Inhibition of Tolaasin Hemolytic Activity by Increase in GD3+-Induced Membrane Rigidity

Abstract

Tolaasin molecule multimerizes and forms a membrane pore, causing brown blotch disease of the cultivated mushrooms. The peptide is a pore-forming bacterial toxin produced by Pseudomonas tolaasii. The pores destroy plasma membrane by interrupting cellular osmotic pressure. Cytotoxicity of tolaasin can be evaluated by measuring hemolytic activity using erythrocytes and blotch formations on the mushroom tissue. Previous studies showed that divalent cations, such as Zn2+, Ni2+, and Cd2+, inhibit tolaasin-induced hemolysis.
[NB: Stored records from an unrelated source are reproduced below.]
// ── Per-direction flow registry ──
//
// Ordered map from instance key to flow. All reconciliation between
// local discovery, remote provisioning and the persisted table goes
// through the operations below; the map itself is never handed out.

use std::collections::HashSet;

use indexmap::IndexMap;
use serde::{Deserialize, Serialize};
use tracing::{debug, warn};

use crate::error::CoreError;
use crate::message::FlowInfo;
use crate::model::{Flow, FlowDirection, FlowOwner, FlowTransportType, UNSET};
use crate::table::{TableRow, TableStore};

/// Result of handing a flow back from provisioning.
#[derive(Debug, Clone, PartialEq)]
pub enum Unregistered<D: FlowDirection> {
    /// Still observed: kept, ownership reverted to the local system.
    Downgraded(Flow<D>),
    /// Not observed: dropped from the registry.
    Removed(Flow<D>),
}

impl<D: FlowDirection> Unregistered<D> {
    pub fn flow(&self) -> &Flow<D> {
        match self {
            Self::Downgraded(f) | Self::Removed(f) => f,
        }
    }

    pub fn is_removed(&self) -> bool {
        matches!(self, Self::Removed(_))
    }
}

/// One discovery/poll sample for a flow seen on the element.
#[derive(Debug, Clone, PartialEq, Serialize, Deserialize)]
pub struct FlowSample {
    pub instance: String,
    pub bitrate: f64,
    // Identity fields only fill in rows created by this sample.
    #[serde(default)]
    pub source: Option<String>,
    #[serde(default)]
    pub destination: Option<String>,
    #[serde(default)]
    pub destination_port: Option<i32>,
    #[serde(default)]
    pub interface: Option<String>,
}

impl FlowSample {
    pub fn new(instance: impl Into<String>, bitrate: f64) -> Self {
        Self {
            instance: instance.into(),
            bitrate,
            source: None,
            destination: None,
            destination_port: None,
            interface: None,
        }
    }
}

/// What a discovery pass changed structurally.
#[derive(Debug, Default)]
pub struct ObservationReport<D: FlowDirection> {
    pub created: Vec<String>,
    pub pruned: Vec<Flow<D>>,
}

impl<D: FlowDirection> ObservationReport<D> {
    pub fn changed_rows(&self) -> bool {
        !self.created.is_empty() || !self.pruned.is_empty()
    }
}

/// Keyed collection of flows of one direction.
#[derive(Debug, Clone, Default)]
pub struct FlowRegistry<D: FlowDirection> {
    flows: IndexMap<String, Flow<D>>,
}

impl<D: FlowDirection> FlowRegistry<D> {
    pub fn new() -> Self {
        Self {
            flows: IndexMap::new(),
        }
    }

    // ── Lookups ──────────────────────────────────────────────────────

    pub fn get(&self, instance: &str) -> Option<&Flow<D>> {
        self.flows.get(instance)
    }

    pub fn contains(&self, instance: &str) -> bool {
        self.flows.contains_key(instance)
    }

    pub fn len(&self) -> usize {
        self.flows.len()
    }

    pub fn is_empty(&self) -> bool {
        self.flows.is_empty()
    }

    pub fn iter(&self) -> impl Iterator<Item = &Flow<D>> {
        self.flows.values()
    }

    pub fn instances(&self) -> impl Iterator<Item = &str> {
        self.flows.keys().map(String::as_str)
    }

    // ── Mutations ────────────────────────────────────────────────────

    /// Existing flow or a freshly inserted, minimally initialized one.
    pub fn get_or_create(&mut self, instance: &str) -> &mut Flow<D> {
        self.flows.entry(instance.to_owned()).or_insert_with(|| {
            debug!(direction = D::LABEL, instance, "flow created");
            Flow::new(instance)
        })
    }

    /// Instance key a provisioning call for `info` would touch. Fails for
    /// non-IP transport and for info without the remote flow id.
    pub fn provisioning_key(
        info: &FlowInfo,
        ignore_destination_port: bool,
    ) -> Result<String, CoreError> {
        let ip = info.require_ip()?;
        if D::linked_flow(info).is_empty() {
            return Err(CoreError::validation(format!(
                "{} flow without remote flow id",
                D::LABEL
            )));
        }
        Ok(D::instance_key(ip, &info.interface, ignore_destination_port))
    }

    /// Provisioning takes ownership of the flow described by `info`.
    ///
    /// Owner, linked flow, interface and expected bitrate are always
    /// overwritten; presence and observed bitrate are left alone.
    /// Repeating the call with the same input changes nothing.
    pub fn register_from_provisioning(
        &mut self,
        info: &FlowInfo,
        ignore_destination_port: bool,
    ) -> Result<&Flow<D>, CoreError> {
        let instance = Self::provisioning_key(info, ignore_destination_port)?;
        let ip = info.require_ip()?;
        let linked = D::linked_flow(info);
        let flow = self.flows.entry(instance).or_insert_with_key(|key| {
            let mut flow = Flow::new(key.clone());
            flow.source.clone_from(&ip.source_ip);
            flow.destination.clone_from(&ip.destination_ip);
            flow.destination_port = if ignore_destination_port {
                UNSET
            } else {
                ip.destination_port
            };
            flow.transport_type = FlowTransportType::Ip;
            flow
        });

        flow.owner = FlowOwner::FlowEngineering;
        linked.clone_into(&mut flow.linked_flow);
        flow.interface.clone_from(&info.interface);
        flow.expected_bitrate = ip.bit_rate;

        debug!(
            direction = D::LABEL,
            instance = flow.instance(),
            linked_flow = %flow.linked_flow,
            "flow registered from provisioning"
        );
        Ok(&*flow)
    }

    /// Provisioning lets go of the flow described by `info`.
    ///
    /// `Ok(None)` when the flow is already gone.
    pub fn unregister_from_provisioning(
        &mut self,
        info: &FlowInfo,
        ignore_destination_port: bool,
    ) -> Result<Option<Unregistered<D>>, CoreError> {
        let ip = info.require_ip()?;
        let instance = D::instance_key(ip, &info.interface, ignore_destination_port);
        Ok(self.release(&instance))
    }

    /// Release by instance key: downgrade if still observed, else remove.
    pub fn release(&mut self, instance: &str) -> Option<Unregistered<D>> {
        let flow = self.flows.get_mut(instance)?;
        if flow.is_present {
            flow.release_to_local();
            flow.foreign_key.clear();
            debug!(direction = D::LABEL, instance, "flow downgraded to local ownership");
            Some(Unregistered::Downgraded(flow.clone()))
        } else {
            debug!(direction = D::LABEL, instance, "flow removed after provisioning release");
            self.flows.shift_remove(instance).map(Unregistered::Removed)
        }
    }

    /// Direct removal by key. Returns whether a row existed.
    pub fn remove(&mut self, instance: &str) -> bool {
        let removed = self.flows.shift_remove(instance).is_some();
        if removed {
            debug!(direction = D::LABEL, instance, "flow deleted");
        }
        removed
    }

    /// Operator edit of the expected bitrate. `false` if the key is absent.
    ///
    /// Applies whoever owns the row, so a locally owned flow may carry an
    /// operator expectation; provisioning overwrites it on takeover.
    pub fn set_expected_bitrate(&mut self, instance: &str, expected: f64, tolerance_pct: f64) -> bool {
        let Some(flow) = self.flows.get_mut(instance) else {
            return false;
        };
        flow.expected_bitrate = expected;
        flow.refresh_status(tolerance_pct);
        true
    }

    pub(crate) fn set_foreign_key(&mut self, instance: &str, foreign_key: &str) {
        if let Some(flow) = self.flows.get_mut(instance) {
            foreign_key.clone_into(&mut flow.foreign_key);
        }
    }

    pub fn refresh_statuses(&mut self, tolerance_pct: f64) {
        for flow in self.flows.values_mut() {
            flow.refresh_status(tolerance_pct);
        }
    }

    // ── Reconciliation ───────────────────────────────────────────────

    /// Merge persisted rows into memory. Rows missing from `rows` are kept.
    pub fn load(&mut self, rows: &[TableRow]) -> usize {
        let mut loaded = 0;
        for row in rows {
            if row.key.trim().is_empty() {
                warn!(direction = D::LABEL, "skipping persisted flow row without instance");
                continue;
            }
            let flow = self.get_or_create(&row.key);
            let missing = flow.apply_row(row);
            if !missing.is_empty() {
                warn!(
                    direction = D::LABEL,
                    instance = %row.key,
                    ?missing,
                    "persisted flow row incomplete, defaults used"
                );
            }
            loaded += 1;
        }
        debug!(direction = D::LABEL, loaded, total = self.len(), "flow table loaded");
        loaded
    }

    /// Merge one discovery pass: sampled flows become present with their
    /// bitrate, every other flow becomes absent, stale rows are pruned.
    pub fn apply_observations(&mut self, samples: &[FlowSample]) -> ObservationReport<D> {
        let mut report = ObservationReport {
            created: Vec::new(),
            pruned: Vec::new(),
        };
        let observed: HashSet<&str> = samples.iter().map(|s| s.instance.as_str()).collect();

        for sample in samples {
            if sample.instance.trim().is_empty() {
                warn!(direction = D::LABEL, "ignoring discovery sample without instance");
                continue;
            }
            let is_new = !self.flows.contains_key(&sample.instance);
            let flow = self.get_or_create(&sample.instance);
            if is_new {
                fill_identity(flow, sample);
                report.created.push(sample.instance.clone());
            }
            flow.is_present = true;
            flow.bitrate = sample.bitrate;
        }

        for flow in self.flows.values_mut() {
            if !observed.contains(flow.instance()) {
                flow.is_present = false;
                flow.bitrate = 0.0;
            }
        }

        let stale: Vec<String> = self
            .flows
            .values()
            .filter(|f| f.is_stale())
            .map(|f| f.instance().to_owned())
            .collect();
        for instance in stale {
            if let Some(flow) = self.flows.shift_remove(&instance) {
                warn!(direction = D::LABEL, %instance, "pruned stale flow");
                report.pruned.push(flow);
            }
        }

        report
    }

    // ── Persistence ──────────────────────────────────────────────────

    pub fn to_rows(&self, include_statistics: bool) -> Vec<TableRow> {
        self.flows
            .values()
            .map(|f| f.to_row(include_statistics))
            .collect()
    }

    /// Write every row back. Rows absent from memory are removed from the
    /// table; without statistics the existing statistics cells are kept.
    pub fn sync(&self, store: &dyn TableStore, include_statistics: bool) -> Result<(), CoreError> {
        let rows = self.to_rows(include_statistics);
        if include_statistics {
            store.replace(D::TABLE, rows)
        } else {
            store.set_columns(D::TABLE, rows)
        }
    }

    /// Write only bitrate, expected bitrate and status columns.
    pub fn sync_statistics_only(&self, store: &dyn TableStore) -> Result<(), CoreError> {
        let rows = self.flows.values().map(Flow::statistics_row).collect();
        store.set_columns(D::TABLE, rows)
    }
}

fn fill_identity<D: FlowDirection>(flow: &mut Flow<D>, sample: &FlowSample) {
    if let Some(ref source) = sample.source {
        flow.source.clone_from(source);
    }
    if let Some(ref destination) = sample.destination {
        flow.destination.clone_from(destination);
    }
    if let Some(port) = sample.destination_port {
        flow.destination_port = port;
    }
    if let Some(ref interface) = sample.interface {
        flow.interface.clone_from(interface);
    }
}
In this study, Gadolinium ion, Gd3+, known to inhibit the mechanosensitive ion channels, also inhibits the tolaasin activity as a dose-dependent manner. The inhibition of tolaasin-induced hemolysis was observed at 200 μM Gd3+ and completed at 1 mM. Mechanism of Gd3+ action has not been clearly demonstrated; however, it has been known that Gd3+ decreases membrane fluidity. Inhibition of hemolytic activity by Gd3+ was reversible similar to that of Zn2+, but the action mechanisms of these two ions seem to be very different. Although Zn2+ inhibits the ion channel by plugging into the entrance of tolaasin pore, Gd3+ may inhibit the formation of tolaasin channel by changing membrane fluidity. To investigate the effect of Gd3+ on the plasma membrane of erythrocyte, a fluorescent probe, 1,6-diphenyl-1,3,5-hexatriene (DPH), was inserted into the membrane and the changes in fluorescence intensity were measured. The maximum fluorescence intensity of DPH was measured at 360 nm in excitation and at 456 nm in emission. In the presence of Gd3+, the fluorescence intensity of DPH was increased, suggesting that Gd3+ made the membrane more rigid. Therefore, the Gd3+-mediated increase in membrane rigidity reduces the rate of molecular diffusion in the membrane and may inhibit the multimerization and orientation of tolaasin molecules requiring for membrane pore formation.